## Action item
The records below are to be quoted in full; please keep every word exact.

(Items listed in a dataset)
——
//! # 旧版缓动名适配
//!
//! 旧版 API 使用 `Quadratic-In`、`Linear-None` 这类首字母大写、以 `-` 分隔的名称，
//! 这里把它们转换为注册表使用的规范名（`quadIn`、`linear`）。

/// 旧版曲线族名 → 规范前缀
fn map_family(family: &str) -> &str {
    match family {
        "quadratic" => "quad",
        "quartic" => "quart",
        "quintic" => "quint",
        "sinusoidal" => "sine",
        "exponential" => "expo",
        "circular" => "circ",
        other => other,
    }
}

/// 将旧版缓动名转换为规范名
///
/// - 首字母不是大写字母：视为已是规范名，原样返回
/// - 否则首字母转小写后按 `-` 拆分：
///   - 恰好两段且族名为 `linear`：返回 `"linear"`
///   - 恰好两段：族名映射后与后缀拼接
///   - 其它段数：仅返回首字母小写后的名称
pub fn adapt_easing_name(name: &str) -> String {
    let mut chars = name.chars();
    let first = match chars.next() {
        Some(c) if c.is_ascii_uppercase() => c,
        _ => return name.to_string(),
    };

    let lowered = format!("{}{}", first.to_ascii_lowercase(), chars.as_str());
    let parts: Vec<&str> = lowered.split('-').collect();

    match parts.as_slice() {
        ["linear", _] => "linear".to_string(),
        [family, suffix] => format!("{}{}", map_family(family), suffix),
        _ => lowered,
    }
}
——
## Solution to this task
//! # 旧版缓动名适配
//!
//! 旧版 API 使用 `Quadratic-In`、`Linear-None` 这类首字母大写、以 `-` 分隔的名称，
//! 这里把它们转换为注册表使用的规范名（`quadIn`、`linear`）。

/// 旧版曲线族名 → 规范前缀
fn map_family(family: &str) -> &str {
    match family {
        "quadratic" => "quad",
        "quartic" => "quart",
        "quintic" => "quint",
        "sinusoidal" => "sine",
        "exponential" => "expo",
        "circular" => "circ",
        other => other,
    }
}

/// 将旧版缓动名转换为规范名
///
/// - 首字母不是大写字母：视为已是规范名，原样返回
/// - 否则首字母转小写后按 `-` 拆分：
///   - 恰好两段且族名为 `linear`：返回 `"linear"`
///   - 恰好两段：族名映射后与后缀拼接
///   - 其它段数：仅返回首字母小写后的名称
pub fn adapt_easing_name(name: &str) -> String {
    let mut chars = name.chars();
    let first = match chars.next() {
        Some(c) if c.is_ascii_uppercase() => c,
        _ => return name.to_string(),
    };

    let lowered = format!("{}{}", first.to_ascii_lowercase(), chars.as_str());
    let parts: Vec<&str> = lowered.split('-').collect();

    match parts.as_slice() {
        ["linear", _] => "linear".to_string(),
        [family, suffix] => format!("{}{}", map_family(family), suffix),
        _ => lowered,
    }
}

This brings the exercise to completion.